All that should come back is the lines of the data below from the one containing "#[derive(Debug, Serialize, Deserialize, Clone, PartialEq, Eq)]" to the one containing "for the transport", inclusive, exactly as they stand.

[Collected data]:
########
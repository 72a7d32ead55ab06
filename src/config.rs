use std::{
    fs,
    num::NonZeroUsize,
    path::{Path, PathBuf}
};

use anyhow::{Context, Result};
use directories::ProjectDirs;
use serde::{Deserialize, Serialize};

use crate::domain::{
    command::{CommandSet, DEFAULT_RESET_COMMAND, DEFAULT_START_COMMAND},
    stages::StageSet
};

/// Runtime settings for the bot
#[derive(Debug, Serialize, Deserialize, Clone, PartialEq, Eq)]
#[serde(default)]
pub struct Settings {
    /// Spread guilds over several lanes; when false everything runs on a single lane
    pub multithreading: bool,
    /// Fixed lane count, overriding the one derived from available parallelism
    pub lanes:          Option<usize>,
    /// Stage graphics file; the built-in gallows is used when unset
    pub stages_file:    Option<PathBuf>,
    pub start_command:  String,
    pub reset_command:  String
}

impl Default for Settings {
    fn default() -> Self {
        Self {
            multithreading: true,
            lanes:          None,
            stages_file:    None,
            start_command:  DEFAULT_START_COMMAND.to_string(),
            reset_command:  DEFAULT_RESET_COMMAND.to_string()
        }
    }
}

impl Settings {
    /// Number of serial lanes to run
    pub fn lane_count(&self) -> usize {
        if !self.multithreading {
            return 1;
        }
        self.lanes.map(|n| n.max(1)).unwrap_or_else(default_lane_count)
    }

    pub fn commands(&self) -> CommandSet {
        CommandSet::new(&self.start_command, &self.reset_command)
    }

    pub fn load_stages(&self) -> Result<StageSet> {
        let stages = match &self.stages_file {
            Some(path) => StageSet::from_file(path),
            None => StageSet::builtin()
        };
        stages.context("Failed to load stage graphics")
    }
}

/// One lane per available hardware thread, keeping one back for the transport
pub fn default_lane_count() -> usize {
    std::thread::available_parallelism().map(NonZeroUsize::get).unwrap_or(1).saturating_sub(1).max(1)
}

/// Get the project directories for cross-platform config path resolution
pub fn get_project_dirs() -> Result<ProjectDirs> {
    ProjectDirs::from("", "", "guild-hangman").context("Failed to determine project directories")
}

/// Get the configuration directory path
pub fn get_config_dir() -> Result<PathBuf> {
    let project_dirs = get_project_dirs()?;
    Ok(project_dirs.config_dir().to_path_buf())
}

/// Get the config file path
pub fn get_config_file_path() -> Result<PathBuf> {
    let config_dir = get_config_dir()?;
    Ok(config_dir.join("config.yaml"))
}

/// Load settings from `path`, or from the default location when no path is given.
///
/// A missing default file means defaults; a missing explicit file is an error.
pub fn load_settings(path: Option<&Path>) -> Result<Settings> {
    match path {
        Some(path) => load_settings_from(path),
        None => {
            let default_path = get_config_file_path()?;
            if default_path.exists() { load_settings_from(&default_path) } else { Ok(Settings::default()) }
        }
    }
}

pub fn load_settings_from(path: &Path) -> Result<Settings> {
    let content =
        fs::read_to_string(path).with_context(|| format!("Failed to read config file: {}", path.display()))?;

    serde_yaml::from_str(&content).with_context(|| format!("Failed to parse config file: {}", path.display()))
}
########
[Expected output]:
#[derive(Debug, Serialize, Deserialize, Clone, PartialEq, Eq)]
#[serde(default)]
pub struct Settings {
    /// Spread guilds over several lanes; when false everything runs on a single lane
    pub multithreading: bool,
    /// Fixed lane count, overriding the one derived from available parallelism
    pub lanes:          Option<usize>,
    /// Stage graphics file; the built-in gallows is used when unset
    pub stages_file:    Option<PathBuf>,
    pub start_command:  String,
    pub reset_command:  String
}

impl Default for Settings {
    fn default() -> Self {
        Self {
            multithreading: true,
            lanes:          None,
            stages_file:    None,
            start_command:  DEFAULT_START_COMMAND.to_string(),
            reset_command:  DEFAULT_RESET_COMMAND.to_string()
        }
    }
}

impl Settings {
    /// Number of serial lanes to run
    pub fn lane_count(&self) -> usize {
        if !self.multithreading {
            return 1;
        }
        self.lanes.map(|n| n.max(1)).unwrap_or_else(default_lane_count)
    }

    pub fn commands(&self) -> CommandSet {
        CommandSet::new(&self.start_command, &self.reset_command)
    }

    pub fn load_stages(&self) -> Result<StageSet> {
        let stages = match &self.stages_file {
            Some(path) => StageSet::from_file(path),
            None => StageSet::builtin()
        };
        stages.context("Failed to load stage graphics")
    }
}

/// One lane per available hardware thread, keeping one back for the transport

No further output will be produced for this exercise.